Bien que l'issue du vote ne fasse aucun doute tant la gauche semble faire bloc derrière le projet (seuls 3 ou 4 députés socialistes auraient fait savoir qu’ils voteraient contre), l’opposition de droite entend bien profiter de ce sujet qui divise l’opinion publique pour retrouver un peu de vigueur après la guerre des chefs qui a éclaté au sein de l’UMP lors de l’élection de son président. "Notre mobilisation sera importante. Nous souhaitons un débat serein mais nous défendrons toutes les procédures", a déclaré à l’AFP Christian Jacob, le président du groupe UMP à l’Assemblée nationale.
Bien déterminée à entamer une guérilla parlementaire pour marquer son opposition au projet, la droite défendra trois motions de procédure - dont une motion exigeant un référendum sur le mariage - et plus de 5 000 amendements… Une détermination qui s’est d’ores et déjà attiré les critiques du Parti socialiste (PS). "Cinq mille amendements, […] c'est quelque chose qui n'est pas trop compréhensible pour le commun des mortels ni pour [...] la crédibilité de l'action parlementaire [...] alors qu'il s'agit de réformer de façon très brève, en quelques lignes, le code civil", s’est agacé David Assouline, co-porte-parole du PS, lors d’un point presse.
Malgré les âpres débats qui s’annoncent, "la détermination du gouvernement est totale pour mener ce projet à bien", a déjà assuré Alain Vidalies, ministre délégué chargé des Relations avec le Parlement, qui rappelle qu’une majorité de Français, selon les sondages, se dit favorable à la réforme.
Fort du soutien de toutes les sensibilités de gauche, le gouvernement espère ainsi que deux semaines, y compris les week-ends, seront nécessaires à l’examen d’un texte réduit à 14 articles après son passage à la commission des lois. Le projet de loi devra être soumis à l’examen du Sénat en mars avant une adoption définitive par le Parlement prévue en juin ou en juillet.

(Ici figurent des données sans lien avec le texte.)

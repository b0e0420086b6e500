use lw_core::LwError;

/// Alias for `Result<T, SimError>`.
pub type SimResult<T> = Result<T, SimError>;

/// Unrecoverable engine errors.
///
/// Bad player input never ends up here; it is logged as a rejected command
/// instead. These variants mean the engine itself was misconfigured.
#[derive(Debug, thiserror::Error)]
pub enum SimError {
    /// The world could not be built from its configuration.
    #[error("world configuration rejected: {0}")]
    Config(#[from] LwError),

    /// A passenger was requested for a building with no second floor to go to.
    #[error("cannot pick a destination in a building with {floors} floor(s)")]
    NoDestination {
        /// The building's floor count.
        floors: usize,
    },

    /// The passenger kind pool has a total weight of zero.
    #[error("passenger kind pool has zero total weight")]
    EmptyKindPool,

    /// The weighted walk finished without selecting an entry.
    #[error("weighted draw of {roll} selected no kind (total weight {total})")]
    WeightedDrawMissed {
        /// The value drawn from `[0, total)`.
        roll: u32,
        /// The pool's total weight.
        total: u32,
    },
}
use super::{canonical_record, or_canonical};
use crate::api::types::{RemoteCollection, RemoteProject, RemoteUser, TrimmedUser};
use crate::api::{get_json, ApiRequest, ContentSource};
use crate::collector::{collect_unique_stream, UniqueEntities};
use crate::config::CuratedCollectionsConfig;
use crate::error::FetchError;
use crate::pagination::fetch_all_pages;
use futures_util::future::try_join_all;
use futures_util::{stream, StreamExt};
use serde::{Deserialize, Serialize};
use serde_json::{Map, Value};
use std::collections::HashMap;

/// Editor-authored entry in `curatedCollections`.
#[derive(Debug, Clone, PartialEq, Serialize, Deserialize)]
#[serde(rename_all = "camelCase")]
pub struct CollectionDescriptor {
    pub full_url: String,
    #[serde(default, skip_serializing_if = "Option::is_none")]
    pub title: Option<String>,
    #[serde(default, skip_serializing_if = "Option::is_none")]
    pub description: Option<String>,
    #[serde(default, skip_serializing_if = "Option::is_none")]
    pub style: Option<String>,
    #[serde(flatten)]
    pub extra: Map<String, Value>,
}

#[derive(Debug, Clone, PartialEq, Serialize)]
#[serde(rename_all = "camelCase")]
pub struct CollectionSection {
    pub title: String,
    pub description: String,
    pub full_url: String,
    pub users: Vec<TrimmedUser>,
    /// Number of projects in the collection.
    pub count: usize,
    pub collection_style: String,
}

/// Featured collections: canonical metadata, project count, and a handful of
/// distinct contributors per collection.
pub struct CuratedCollections<'a> {
    api: &'a dyn ContentSource,
    config: &'a CuratedCollectionsConfig,
    page_limit: u32,
}

impl<'a> CuratedCollections<'a> {
    pub fn new(api: &'a dyn ContentSource, config: &'a CuratedCollectionsConfig, page_limit: u32) -> Self {
        Self { api, config, page_limit }
    }

    pub async fn build(&self, descriptors: &[CollectionDescriptor]) -> Result<Vec<CollectionSection>, FetchError> {
        if descriptors.is_empty() {
            return Ok(Vec::new());
        }

        let request = ApiRequest::new("/v1/collections/by/fullUrl")
            .keys("fullUrl", descriptors.iter().map(|d| &d.full_url));
        let canonical: HashMap<String, RemoteCollection> = get_json(self.api, &request).await?;

        let sections = try_join_all(
            descriptors
                .iter()
                .enumerate()
                .map(|(position, descriptor)| self.build_one(position, descriptor, &canonical)),
        )
        .await?;

        tracing::debug!(section = "curatedCollections", count = sections.len(), "section built");
        Ok(sections)
    }

    async fn build_one(
        &self,
        position: usize,
        descriptor: &CollectionDescriptor,
        canonical: &HashMap<String, RemoteCollection>,
    ) -> Result<CollectionSection, FetchError> {
        let collection = canonical_record(canonical, "collection", &descriptor.full_url)?;

        let projects: Vec<RemoteProject> = fetch_all_pages(
            self.api,
            ApiRequest::new("/v1/collections/by/fullUrl/projects")
                .param("fullUrl", &descriptor.full_url)
                .param("limit", self.page_limit),
        )
        .await?;

        let api = self.api;
        let limit = self.page_limit;
        let user_groups = stream::iter(projects.iter()).then(move |project| {
            fetch_all_pages::<RemoteUser>(
                api,
                ApiRequest::new("/v1/projects/by/id/users")
                    .param("id", &project.id)
                    .param("limit", limit),
            )
        });
        let users = collect_unique_stream(UniqueEntities::new(), user_groups, self.config.max_users).await?;

        tracing::trace!(
            full_url = descriptor.full_url.as_str(),
            projects = projects.len(),
            users = users.len(),
            "collection resolved"
        );

        Ok(CollectionSection {
            title: or_canonical(descriptor.title.as_deref(), &collection.name),
            description: or_canonical(descriptor.description.as_deref(), &collection.description),
            full_url: descriptor.full_url.clone(),
            users: users.into_vec().into_iter().map(TrimmedUser::from).collect(),
            count: projects.len(),
            collection_style: or_canonical(descriptor.style.as_deref(), &self.default_style(position)),
        })
    }

    /// Palette entry for `position`, wrapping around the palette.
    fn default_style(&self, position: usize) -> String {
        self.config.styles.iter().cycle().nth(position).cloned().unwrap_or_default()
    }
}

#[cfg(test)]
mod tests {
    use super::*;
    use crate::api::fake::FakeContentSource;
    use serde_json::json;

    fn descriptor(full_url: &str) -> CollectionDescriptor {
        CollectionDescriptor {
            full_url: full_url.to_string(),
            title: None,
            description: None,
            style: None,
            extra: Map::new(),
        }
    }

    fn users(ids: &[u64]) -> Value {
        Value::Array(ids.iter().map(|id| json!({ "id": id, "login": format!("user{}", id) })).collect())
    }

    /// One collection `key` holding a single project `proj-<key>` with users `ids`.
    fn with_collection(api: FakeContentSource, key: &str, ids: &[u64]) -> FakeContentSource {
        let project = format!("proj-{}", key.replace('/', "-"));
        api.route(
            &format!("/v1/collections/by/fullUrl/projects?fullUrl={}&limit=100", key),
            json!({ "items": [{ "id": project }], "hasMore": false }),
        )
        .route(
            &format!("/v1/projects/by/id/users?id={}&limit=100", project),
            json!({ "items": users(ids), "hasMore": false }),
        )
    }

    #[tokio::test]
    async fn test_positions_and_styles_follow_descriptors() {
        let api = FakeContentSource::new().route(
            "/v1/collections/by/fullUrl?fullUrl=a/one&fullUrl=a/two&fullUrl=a/three&fullUrl=a/four",
            json!({
                "a/one": { "id": 1, "name": "One", "description": "first" },
                "a/two": { "id": 2, "name": "Two", "description": "second" },
                "a/three": { "id": 3, "name": "Three", "description": "third" },
                "a/four": { "id": 4, "name": "Four", "description": "fourth" }
            }),
        );
        let api = with_collection(api, "a/one", &[1]);
        let api = with_collection(api, "a/two", &[2]);
        let api = with_collection(api, "a/three", &[3]);
        let api = with_collection(api, "a/four", &[4]);

        let mut two = descriptor("a/two");
        two.title = Some("Hand picked".to_string());
        two.style = Some("triangle".to_string());
        let descriptors = vec![descriptor("a/one"), two, descriptor("a/three"), descriptor("a/four")];

        let config = CuratedCollectionsConfig::default();
        let sections = CuratedCollections::new(&api, &config, 100).build(&descriptors).await.unwrap();

        assert_eq!(sections.len(), 4);
        let titles: Vec<&str> = sections.iter().map(|s| s.title.as_str()).collect();
        assert_eq!(titles, vec!["One", "Hand picked", "Three", "Four"]);
        assert_eq!(sections[1].description, "second");
        let styles: Vec<&str> = sections.iter().map(|s| s.collection_style.as_str()).collect();
        assert_eq!(styles, vec!["wavey", "triangle", "triangle", "wavey"]);
        assert_eq!(sections[2].users[0].login.as_deref(), Some("user3"));
    }

    #[tokio::test]
    async fn test_users_stop_after_group_crossing_cap() {
        let api = FakeContentSource::new()
            .route(
                "/v1/collections/by/fullUrl?fullUrl=x/y",
                json!({ "x/y": { "id": 9, "name": "XY", "description": "" } }),
            )
            .route(
                "/v1/collections/by/fullUrl/projects?fullUrl=x/y&limit=100",
                json!({ "items": [{ "id": "p1" }, { "id": "p2" }, { "id": "p3" }], "hasMore": false }),
            )
            .route("/v1/projects/by/id/users?id=p1&limit=100", json!({ "items": users(&[1, 2, 3]), "hasMore": false }))
            .route("/v1/projects/by/id/users?id=p2&limit=100", json!({ "items": users(&[3, 4, 5, 6]), "hasMore": false }))
            .route("/v1/projects/by/id/users?id=p3&limit=100", json!({ "items": users(&[7]), "hasMore": false }));

        let config = CuratedCollectionsConfig::default();
        let sections = CuratedCollections::new(&api, &config, 100)
            .build(&[descriptor("x/y")])
            .await
            .unwrap();

        assert_eq!(sections[0].count, 3);
        assert_eq!(sections[0].users.len(), 6);
        assert_eq!(api.call_count("/v1/projects/by/id/users?id=p3"), 0);
    }

    #[tokio::test]
    async fn test_missing_canonical_collection_fails_builder() {
        let api = FakeContentSource::new().route(
            "/v1/collections/by/fullUrl?fullUrl=a/b&fullUrl=gone/away",
            json!({ "a/b": { "id": 1, "name": "AB" } }),
        );
        let api = with_collection(api, "a/b", &[1]);

        let config = CuratedCollectionsConfig::default();
        let err = CuratedCollections::new(&api, &config, 100)
            .build(&[descriptor("a/b"), descriptor("gone/away")])
            .await
            .unwrap_err();
        assert!(matches!(err, FetchError::MissingCanonicalRecord { resource: "collection", .. }));
    }

    #[tokio::test]
    async fn test_no_descriptors_makes_no_requests() {
        let api = FakeContentSource::new();
        let config = CuratedCollectionsConfig::default();
        let sections = CuratedCollections::new(&api, &config, 100).build(&[]).await.unwrap();
        assert!(sections.is_empty());
        assert!(api.calls().is_empty());
    }
}
pub mod aggregate;
pub mod api;
pub mod collector;
pub mod config;
pub mod document;
pub mod error;
pub mod pagination;
pub mod sections;

pub use aggregate::Aggregator;
pub use document::{AggregatedPayload, HomeDocument};
pub use error::{AggregationError, FetchError};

Avis de tempête sur la PMA
Mais plus que le mariage gay, c'est la très sensible question de l'ouverture de la procréation médicalement assistée (PMA) aux couples lesbiens qui devrait davantage déchaîner les passions dans l’hémicycle. Un temps annoncée dans le projet de loi, la disposition en a été finalement écartée afin d'être soumis, comme s'y est engagé le président François Hollande, à l'avis du Comité consultatif national d’éthique (CCNE), puis intégrée dans un texte sur la famille qui sera présenté en conseil des ministres en mars prochain.

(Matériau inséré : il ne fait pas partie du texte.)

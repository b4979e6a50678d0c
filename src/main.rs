use anyhow::Result;
use homepage_data::config::Config;
use homepage_data::{Aggregator, HomeDocument};
use std::path::PathBuf;
use tracing_subscriber::EnvFilter;

#[tokio::main]
async fn main() -> Result<()> {
    tracing_subscriber::fmt()
        .with_env_filter(
            EnvFilter::try_from_default_env().unwrap_or_else(|_| EnvFilter::new("homepage_data=info")),
        )
        .init();

    let config_path = std::env::args()
        .nth(1)
        .map(PathBuf::from)
        .unwrap_or_else(|| PathBuf::from("config.toml"));
    let config = Config::load(&config_path)?;

    let document = HomeDocument::load(&config.output.home_document)?;
    let aggregator = Aggregator::from_config(&config)?;

    aggregator
        .build_and_publish(&document, &config.output.payload)
        .await?;
    Ok(())
}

Si elle était ouverte aux couples d’homosexuelles unies par le mariage, la PMA permettrait à ces dernières de recourir à une assistance médicale pour avoir des enfants. Une perspective contre laquelle s’élèvent, pour des raisons éthique, l’opposition et certains élus de gauche qui craignent qu’elle n’ouvre la voie à la gestation pour autrui. L’opinion française semble, elle aussi, loin d’adhérer à cette ouverture. Selon un sondage Opinion Way publié le 10 janvier, 63 % des Français s’opposent à la PMA accordée aux couples lesbiens.
Si le gouvernement maintient son intention de soumettre la procréation médicalement assistée à l’Assemblée nationale, certains membres de la majorité font déjà part de leur crainte qu’elle ne donne lieu à une rugueuse bataille parlementaire difficile à gérer pour le gouvernement. Dans une interview accordée à la chaîne Canal+, le 20 janvier, Manuel Valls, ministre de l’Intérieur, a indiqué qu’il ne voterait pour la PMA sans qu’un débat sur la question n’ait été préalablement organisé. "C'est un sujet extrêmement compliqué" qui "mérite un débat approfondi […] long et fourni. Ce sont des questions très lourdes", a-t-il soutenu.
Plus tôt, à la fin de décembre, 27 députés socialistes avaient fait savoir qu’ils ne souhaitaient pas être parmi les co-signataires de l'amendement sur la PMA, arguant du fait que ce volet ne figurait pas, contrairement au "mariage pour tous", parmi les 60 engagements du candidat François Hollande.